Eva Air: levando para os céus com Hello Kitty. Masakatsu Ukon via Flickr

Como parte da propagação mais ampla da cultura japonesa nos anos 90, o kawaii está indubitavelmente endividado. No entanto, a sua persistência até ao século XXI mostra que algo mais está agora em curso. A cultura gira está em todo o lado e é reivindicada por todos, independentemente da idade, sexo e nacionalidade. Mais do que os dados difusos pendurados no espelho retrovisor, é a mercadoria oficial de marca de colecção de desenhos animados e banda desenhada, as infinitas animações e filmes de super-heróis, os vestidos tipo boneca da moda “Lolita” e os aglomerados telefónicos dos jogadores de Pokemon Go.

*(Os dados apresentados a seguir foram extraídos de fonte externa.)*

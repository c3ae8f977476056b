use std::sync::{Arc, Mutex};

use anyhow::{anyhow, Result};
use log::{info, warn};
use serde::Serialize;
use tokio::{runtime::Handle, sync::watch, task::JoinHandle};
use tokio_util::sync::CancellationToken;

use crate::{
    access::{self, AccessView},
    auth::{AuthObserver, IdentityProvider},
    content::{ContentGenerator, ContentSession, LoadingCopyProvider, SessionState},
    history::HistoryStore,
    models::{HistoryLogEntry, Identity, Mood, Profile},
    profile::{ProfileStore, ProfileView, ProfileWatcher},
    settings::Settings,
    subscription::{lock, Subscription},
};

const FALLBACK_GREETING: &str = "Hamba Allah";

/// Auth state as last reported by the provider.
#[derive(Debug, Clone, PartialEq)]
enum AuthState {
    Unknown,
    SignedOut,
    SignedIn(Identity),
}

impl AuthState {
    fn identity_id(&self) -> Option<&str> {
        match self {
            AuthState::SignedIn(identity) => Some(identity.id.as_str()),
            _ => None,
        }
    }
}

/// What the client should render.
#[derive(Debug, Clone, Serialize, PartialEq)]
#[serde(tag = "view", rename_all = "camelCase")]
pub enum AppView {
    /// Auth state, or the first profile snapshot for the identity, is not
    /// known yet.
    Connecting,
    SignedOut,
    Pending {
        profile: Option<Profile>,
    },
    Blocked {
        profile: Option<Profile>,
    },
    Granted {
        identity: Identity,
        profile: Profile,
        greeting: String,
    },
}

impl AppView {
    pub fn is_granted(&self) -> bool {
        matches!(self, AppView::Granted { .. })
    }
}

/// External collaborators the controller is wired to.
pub struct Collaborators {
    pub identity: Arc<dyn IdentityProvider>,
    pub profiles: Arc<dyn ProfileStore>,
    pub generator: Arc<dyn ContentGenerator>,
    pub history: Arc<dyn HistoryStore>,
    pub copy: Arc<dyn LoadingCopyProvider>,
}

enum Lifecycle {
    Idle,
    Running {
        auth: Subscription,
        reconciler: JoinHandle<()>,
        cancel: CancellationToken,
    },
    Stopped,
}

/// Ties auth, profile approval and the content session together.
///
/// Identity changes flow from the provider into the profile watcher, and a
/// reconciler task folds both into the published [`AppView`]. Content
/// operations are only accepted while the view is granted.
pub struct AppController {
    auth: AuthObserver,
    profiles: Arc<ProfileWatcher>,
    session: ContentSession,
    history: Arc<dyn HistoryStore>,
    history_page_size: usize,
    auth_tx: Arc<watch::Sender<AuthState>>,
    view_tx: Arc<watch::Sender<AppView>>,
    lifecycle: Mutex<Lifecycle>,
}

impl AppController {
    pub fn new(collaborators: Collaborators, settings: &Settings) -> Self {
        let Collaborators {
            identity,
            profiles,
            generator,
            history,
            copy,
        } = collaborators;

        let (auth_tx, _) = watch::channel(AuthState::Unknown);
        let (view_tx, _) = watch::channel(AppView::Connecting);

        Self {
            auth: AuthObserver::new(identity),
            profiles: Arc::new(ProfileWatcher::new(profiles)),
            session: ContentSession::new(generator, Arc::clone(&history), copy, settings),
            history,
            history_page_size: settings.history_page_size.max(1),
            auth_tx: Arc::new(auth_tx),
            view_tx: Arc::new(view_tx),
            lifecycle: Mutex::new(Lifecycle::Idle),
        }
    }

    /// Subscribe to the identity provider and start publishing views.
    /// Calling it again while running is a no-op. Must be called inside a
    /// Tokio runtime.
    pub fn start(&self) -> Result<()> {
        let mut lifecycle = lock(&self.lifecycle);
        match *lifecycle {
            Lifecycle::Running { .. } => return Ok(()),
            Lifecycle::Stopped => return Err(anyhow!("controller has been shut down")),
            Lifecycle::Idle => {}
        }

        let cancel = CancellationToken::new();
        let reconciler = tokio::spawn(reconcile(
            self.auth_tx.subscribe(),
            self.profiles.subscribe(),
            Arc::clone(&self.view_tx),
            cancel.clone(),
        ));

        let runtime = Handle::current();
        let auth_tx = Arc::clone(&self.auth_tx);
        let profiles = Arc::clone(&self.profiles);
        let session = self.session.clone();
        let auth = self.auth.subscribe(move |identity| {
            let _runtime = runtime.enter();
            let next = match identity.clone() {
                Some(identity) => AuthState::SignedIn(identity),
                None => AuthState::SignedOut,
            };
            let previous = auth_tx.send_replace(next);
            let next_id = identity.as_ref().map(|i| i.id.as_str());
            if previous.identity_id() != next_id {
                info!("Identity changed: {:?} -> {:?}", previous.identity_id(), next_id);
                session.teardown();
            }
            profiles.set_identity(identity);
        });

        *lifecycle = Lifecycle::Running {
            auth,
            reconciler,
            cancel,
        };
        info!("App controller started");
        Ok(())
    }

    pub fn subscribe(&self) -> watch::Receiver<AppView> {
        self.view_tx.subscribe()
    }

    /// The view for the current auth and profile state.
    pub fn view(&self) -> AppView {
        let auth = self.auth_tx.borrow().clone();
        derive_view(&auth, &self.profiles.current())
    }

    pub fn subscribe_session(&self) -> watch::Receiver<SessionState> {
        self.session.subscribe()
    }

    pub fn session_state(&self) -> SessionState {
        self.session.state()
    }

    pub async fn sign_in(&self) -> Result<Identity> {
        match self.auth.provider().sign_in().await {
            Ok(identity) => Ok(identity),
            Err(err) => {
                warn!("Sign-in failed: {err}");
                Err(err.into())
            }
        }
    }

    /// Unwind local state, then ask the provider to end the session. The
    /// profile subscription and any loading timer are released before this
    /// awaits anything.
    pub async fn sign_out(&self) -> Result<()> {
        self.unwind();
        self.auth.provider().sign_out().await.map_err(|err| {
            warn!("Provider sign-out failed: {err}");
            anyhow::Error::from(err)
        })
    }

    pub fn select_mood(&self, mood: Mood) -> Result<HistoryLogEntry> {
        self.ensure_granted()?;
        Ok(self.session.select(mood))
    }

    pub fn refresh(&self) -> Result<u64> {
        self.ensure_granted()?;
        self.session.refresh()
    }

    pub fn reset(&self) -> Result<()> {
        self.ensure_granted()?;
        self.session.reset()
    }

    /// One page of the user's journal, newest first, sized by
    /// `Settings::history_page_size`.
    pub async fn history_page(&self, page: usize) -> Result<Vec<HistoryLogEntry>> {
        self.ensure_granted()?;
        let offset = page.saturating_mul(self.history_page_size);
        let entries = self.history.recent(self.history_page_size, offset).await?;
        Ok(entries)
    }

    /// Release every subscription, task and timer. Idempotent.
    pub fn shutdown(&self) {
        let previous = std::mem::replace(&mut *lock(&self.lifecycle), Lifecycle::Stopped);
        if let Lifecycle::Running {
            auth,
            reconciler,
            cancel,
        } = previous
        {
            auth.unsubscribe();
            cancel.cancel();
            reconciler.abort();
            info!("App controller shut down");
        }
        self.profiles.clear();
        self.session.teardown();
    }

    fn unwind(&self) {
        self.auth_tx.send_replace(AuthState::SignedOut);
        self.profiles.clear();
        self.session.teardown();
    }

    fn ensure_granted(&self) -> Result<()> {
        if self.view().is_granted() {
            Ok(())
        } else {
            Err(anyhow!("access has not been granted"))
        }
    }
}

impl Drop for AppController {
    fn drop(&mut self) {
        self.shutdown();
    }
}

fn greeting_for(profile: &Profile) -> String {
    profile
        .first_name()
        .unwrap_or(FALLBACK_GREETING)
        .to_string()
}

fn derive_view(auth: &AuthState, profile: &ProfileView) -> AppView {
    let identity = match auth {
        AuthState::Unknown => return AppView::Connecting,
        AuthState::SignedOut => return AppView::SignedOut,
        AuthState::SignedIn(identity) => identity,
    };

    if profile.identity_id.as_deref() != Some(identity.id.as_str())
        || !profile.initial_load_complete
    {
        return AppView::Connecting;
    }

    match access::evaluate(profile.status) {
        AccessView::PendingView => AppView::Pending {
            profile: profile.profile.clone(),
        },
        AccessView::BlockedView => AppView::Blocked {
            profile: profile.profile.clone(),
        },
        AccessView::Granted => match &profile.profile {
            Some(record) => AppView::Granted {
                identity: identity.clone(),
                greeting: greeting_for(record),
                profile: record.clone(),
            },
            None => AppView::Pending { profile: None },
        },
    }
}

async fn reconcile(
    mut auth_rx: watch::Receiver<AuthState>,
    mut profile_rx: watch::Receiver<ProfileView>,
    view_tx: Arc<watch::Sender<AppView>>,
    cancel: CancellationToken,
) {
    loop {
        let view = {
            let auth = auth_rx.borrow_and_update().clone();
            let profile = profile_rx.borrow_and_update().clone();
            derive_view(&auth, &profile)
        };
        view_tx.send_if_modified(|current| {
            if *current == view {
                return false;
            }
            *current = view;
            true
        });

        tokio::select! {
            _ = cancel.cancelled() => break,
            changed = auth_rx.changed() => if changed.is_err() { break },
            changed = profile_rx.changed() => if changed.is_err() { break },
        }
    }
}
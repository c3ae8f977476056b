use std::{
    collections::HashMap,
    sync::{Arc, Mutex},
};

use anyhow::Result;
use async_trait::async_trait;
use rusqlite::{params, Connection, OptionalExtension, Row};

use crate::{
    db::{connection::Database, helpers::parse_status},
    error::CoreError,
    models::{Profile, ProfileStatus},
    profile::{ProfileCallback, ProfileSnapshot, ProfileStore},
    subscription::{lock, ListenerSet, Subscription},
};

fn row_to_profile(row: &Row) -> Result<Profile> {
    let status: String = row.get("status")?;

    Ok(Profile {
        id: row.get("id")?,
        email: row.get("email")?,
        display_name: row.get("display_name")?,
        avatar_url: row.get("avatar_url")?,
        status: parse_status(&status)?,
        requested_at: row.get("requested_at")?,
    })
}

fn read_profile(conn: &Connection, id: &str) -> Result<Option<Profile>> {
    let mut stmt = conn.prepare(
        "SELECT id, email, display_name, avatar_url, status, requested_at
         FROM profiles
         WHERE id = ?1",
    )?;
    let profile = stmt
        .query_row(params![id], |row| Ok(row_to_profile(row)))
        .optional()?
        .transpose()?;
    Ok(profile)
}

type Watchers = Arc<Mutex<HashMap<String, ListenerSet<ProfileSnapshot>>>>;

/// Profile records kept in the local database, with live watchers.
///
/// Snapshots are produced on the database thread in command order, so a
/// watcher never sees an older record after a newer one.
#[derive(Clone)]
pub struct SqliteProfileStore {
    db: Database,
    watchers: Watchers,
}

impl SqliteProfileStore {
    pub fn new(db: Database) -> Self {
        Self {
            db,
            watchers: Arc::new(Mutex::new(HashMap::new())),
        }
    }

    /// Approval decision made by the administrator. Returns `false` when no
    /// record exists for `id`.
    pub async fn set_status(&self, id: &str, status: ProfileStatus) -> Result<bool> {
        let id = id.to_string();
        let watchers = Arc::clone(&self.watchers);
        self.db
            .execute(move |conn| {
                let rows_affected = conn.execute(
                    "UPDATE profiles SET status = ?1 WHERE id = ?2",
                    params![status.as_str(), id],
                )?;
                if rows_affected == 0 {
                    return Ok(false);
                }
                let snapshot = read_profile(conn, &id)?;
                notify(&watchers, &id, Ok(snapshot));
                Ok(true)
            })
            .await
    }

    pub async fn list_by_status(&self, status: ProfileStatus) -> Result<Vec<Profile>> {
        self.db
            .execute(move |conn| {
                let mut stmt = conn.prepare(
                    "SELECT id, email, display_name, avatar_url, status, requested_at
                     FROM profiles
                     WHERE status = ?1
                     ORDER BY requested_at ASC",
                )?;
                let mut rows = stmt.query(params![status.as_str()])?;
                let mut profiles = Vec::new();
                while let Some(row) = rows.next()? {
                    profiles.push(row_to_profile(row)?);
                }
                Ok(profiles)
            })
            .await
    }

    /// Register `callback` for `id`. The entry for `id` is dropped once its
    /// last listener is released.
    fn register(
        &self,
        id: &str,
        callback: ProfileCallback,
    ) -> (ListenerSet<ProfileSnapshot>, u64, Subscription) {
        let (listeners, key, inner) = {
            let mut watchers = lock(&self.watchers);
            let listeners = watchers.entry(id.to_string()).or_default().clone();
            let (key, inner) = listeners.add_keyed(callback);
            (listeners, key, inner)
        };

        let watchers = Arc::downgrade(&self.watchers);
        let profile_id = id.to_string();
        let subscription = Subscription::new(move || {
            inner.unsubscribe();
            let Some(watchers) = watchers.upgrade() else {
                return;
            };
            let mut watchers = lock(&watchers);
            if watchers.get(&profile_id).is_some_and(ListenerSet::is_empty) {
                watchers.remove(&profile_id);
            }
        });
        (listeners, key, subscription)
    }
}

fn notify(watchers: &Watchers, id: &str, snapshot: ProfileSnapshot) {
    let listeners = lock(watchers).get(id).cloned();
    if let Some(listeners) = listeners {
        listeners.emit(snapshot);
    }
}

#[async_trait]
impl ProfileStore for SqliteProfileStore {
    async fn get(&self, id: &str) -> Result<Option<Profile>, CoreError> {
        let id = id.to_string();
        self.db
            .execute(move |conn| read_profile(conn, &id))
            .await
            .map_err(|err| CoreError::ProfileRead(format!("{err:#}")))
    }

    async fn create(&self, id: &str, profile: &Profile) -> Result<(), CoreError> {
        if profile.id != id {
            return Err(CoreError::ProfileWrite(format!(
                "profile id {} does not match {id}",
                profile.id
            )));
        }

        let record = profile.clone();
        let watchers = Arc::clone(&self.watchers);
        self.db
            .execute(move |conn| {
                let inserted = conn.execute(
                    "INSERT OR IGNORE INTO profiles (id, email, display_name, avatar_url, status, requested_at)
                     VALUES (?1, ?2, ?3, ?4, ?5, ?6)",
                    params![
                        record.id,
                        record.email,
                        record.display_name,
                        record.avatar_url,
                        record.status.as_str(),
                        record.requested_at,
                    ],
                )?;
                if inserted > 0 {
                    notify(&watchers, &record.id, Ok(Some(record.clone())));
                }
                Ok(())
            })
            .await
            .map_err(|err| CoreError::ProfileWrite(format!("{err:#}")))
    }

    fn watch(&self, id: &str, callback: ProfileCallback) -> Subscription {
        let (listeners, key, subscription) = self.register(id, callback);

        let profile_id = id.to_string();
        let initial = listeners.clone();
        let queued = self.db.submit("initial profile snapshot", move |conn| {
            let snapshot = read_profile(conn, &profile_id)
                .map_err(|err| CoreError::ProfileRead(format!("{err:#}")));
            initial.emit_to(key, snapshot);
            Ok(())
        });

        if let Err(err) = queued {
            listeners.emit_to(key, Err(CoreError::from(err)));
        }

        subscription
    }
}

impl std::fmt::Debug for SqliteProfileStore {
    fn fmt(&self, f: &mut std::fmt::Formatter<'_>) -> std::fmt::Result {
        f.debug_struct("SqliteProfileStore")
            .field("path", &self.db.path())
            .finish()
    }
}

#[cfg(test)]
mod tests {
    use super::*;
    use crate::models::Identity;
    use tokio::sync::mpsc;

    fn open() -> (tempfile::TempDir, SqliteProfileStore) {
        let dir = tempfile::tempdir().unwrap();
        let db = Database::new(dir.path().join("profiles.sqlite3")).unwrap();
        (dir, SqliteProfileStore::new(db))
    }

    fn channel_callback() -> (ProfileCallback, mpsc::UnboundedReceiver<ProfileSnapshot>) {
        let (tx, rx) = mpsc::unbounded_channel();
        let callback: ProfileCallback = Box::new(move |snapshot| {
            let _ = tx.send(snapshot);
        });
        (callback, rx)
    }

    #[tokio::test]
    async fn create_is_insert_if_absent() {
        let (_dir, store) = open();
        let pending = Profile::pending_for(&Identity::new("U1"), 10);
        store.create("U1", &pending).await.unwrap();

        let mut second = pending.clone();
        second.status = ProfileStatus::Approved;
        store.create("U1", &second).await.unwrap();

        let stored = store.get("U1").await.unwrap().unwrap();
        assert_eq!(stored.status, ProfileStatus::Pending);
    }

    #[tokio::test]
    async fn create_rejects_mismatched_id() {
        let (_dir, store) = open();
        let profile = Profile::pending_for(&Identity::new("U1"), 10);
        assert!(matches!(
            store.create("U2", &profile).await,
            Err(CoreError::ProfileWrite(_))
        ));
    }

    #[tokio::test]
    async fn watch_delivers_initial_snapshot_then_changes() {
        let (_dir, store) = open();
        let (callback, mut rx) = channel_callback();
        let _sub = store.watch("U1", callback);

        assert_eq!(rx.recv().await.unwrap(), Ok(None));

        let pending = Profile::pending_for(&Identity::new("U1"), 10);
        store.create("U1", &pending).await.unwrap();
        assert_eq!(rx.recv().await.unwrap(), Ok(Some(pending.clone())));

        assert!(store.set_status("U1", ProfileStatus::Approved).await.unwrap());
        let approved = rx.recv().await.unwrap().unwrap().unwrap();
        assert_eq!(approved.status, ProfileStatus::Approved);

        let listed = store.list_by_status(ProfileStatus::Approved).await.unwrap();
        assert_eq!(listed.len(), 1);
    }

    #[tokio::test]
    async fn released_watch_stops_delivery() {
        let (_dir, store) = open();
        store
            .create("U1", &Profile::pending_for(&Identity::new("U1"), 10))
            .await
            .unwrap();

        let (callback, mut rx) = channel_callback();
        let sub = store.watch("U1", callback);
        assert!(rx.recv().await.unwrap().unwrap().is_some());

        sub.unsubscribe();
        store.set_status("U1", ProfileStatus::Blocked).await.unwrap();
        assert!(rx.try_recv().is_err());
    }

    #[tokio::test]
    async fn last_release_forgets_the_watched_id() {
        let (_dir, store) = open();
        let (first_cb, mut first_rx) = channel_callback();
        let (second_cb, mut second_rx) = channel_callback();

        let first = store.watch("U1", first_cb);
        let second = store.watch("U1", second_cb);
        first_rx.recv().await.unwrap().unwrap();
        second_rx.recv().await.unwrap().unwrap();

        first.unsubscribe();
        assert!(lock(&store.watchers).contains_key("U1"));

        second.unsubscribe();
        assert!(lock(&store.watchers).is_empty());

        let (third_cb, mut third_rx) = channel_callback();
        let _third = store.watch("U1", third_cb);
        assert_eq!(third_rx.recv().await.unwrap(), Ok(None));
        assert_eq!(lock(&store.watchers).len(), 1);
    }

    #[tokio::test]
    async fn set_status_on_unknown_id_reports_missing() {
        let (_dir, store) = open();
        assert!(!store.set_status("ghost", ProfileStatus::Approved).await.unwrap());
    }
}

Importante, não parece depender do Japão, mas tornou-se um país de origem em múltiplos locais, com participantes globais a consumir e a contribuir em igual medida. À primeira vista, parece que estes adultos infantis, como o proverbial Peter Pan, não querem crescer – mas como é conveniente para os negócios que eles possam lançar os consumidores num frenesim, reduzindo homens e mulheres adultos a um desejo infantil e irracional. A cultura gira é o capitalismo disfarçado, reembalado e coberto de brilho.

Pokemon Go, on the road.

Uma força para o bem?

Vista a paisagem adulta, com as suas pressões de endividamento, competição e responsabilidade, não é de admirar que as pessoas queiram fugir para o tempo infinito, espaço e promessa da infância. O giro torna-se uma forma de resistir ao mundo adulto. Não é apenas um meio de fuga e de negação, mas também uma forma de lutar contra a restrição da possibilidade. As mulheres japonesas usavam a cultura gira como uma negação da sexualidade feminina e de toda a subjugação que ela implicava. Entretanto, no Ocidente, o cute torna-se uma folha durante milénios contra a diminuição dos privilégios que marcam o final do século 20 como uma Idade de Ouro.

Então, a cultura do cute é boa ou má? Talvez ambos e nenhum dos dois. Uma forma subcultural legítima e uma soporífica chupeta, é uma forma de resistência e uma pacificação capitalista. Sintoma e cura, é a última mesada e recusa. A infância significa o luxo de não crescer, mas também a negação da vida adulta e a recusa de responsabilidade. Mas embora o kawaii possa parecer um fecho de uma porta, segurado no seu pequeno punho enrolado é uma chave que abre outra. Ser simultaneamente adulto e criança significa percorrer os dois mundos, um símbolo de resistência e possibilidade sem limites.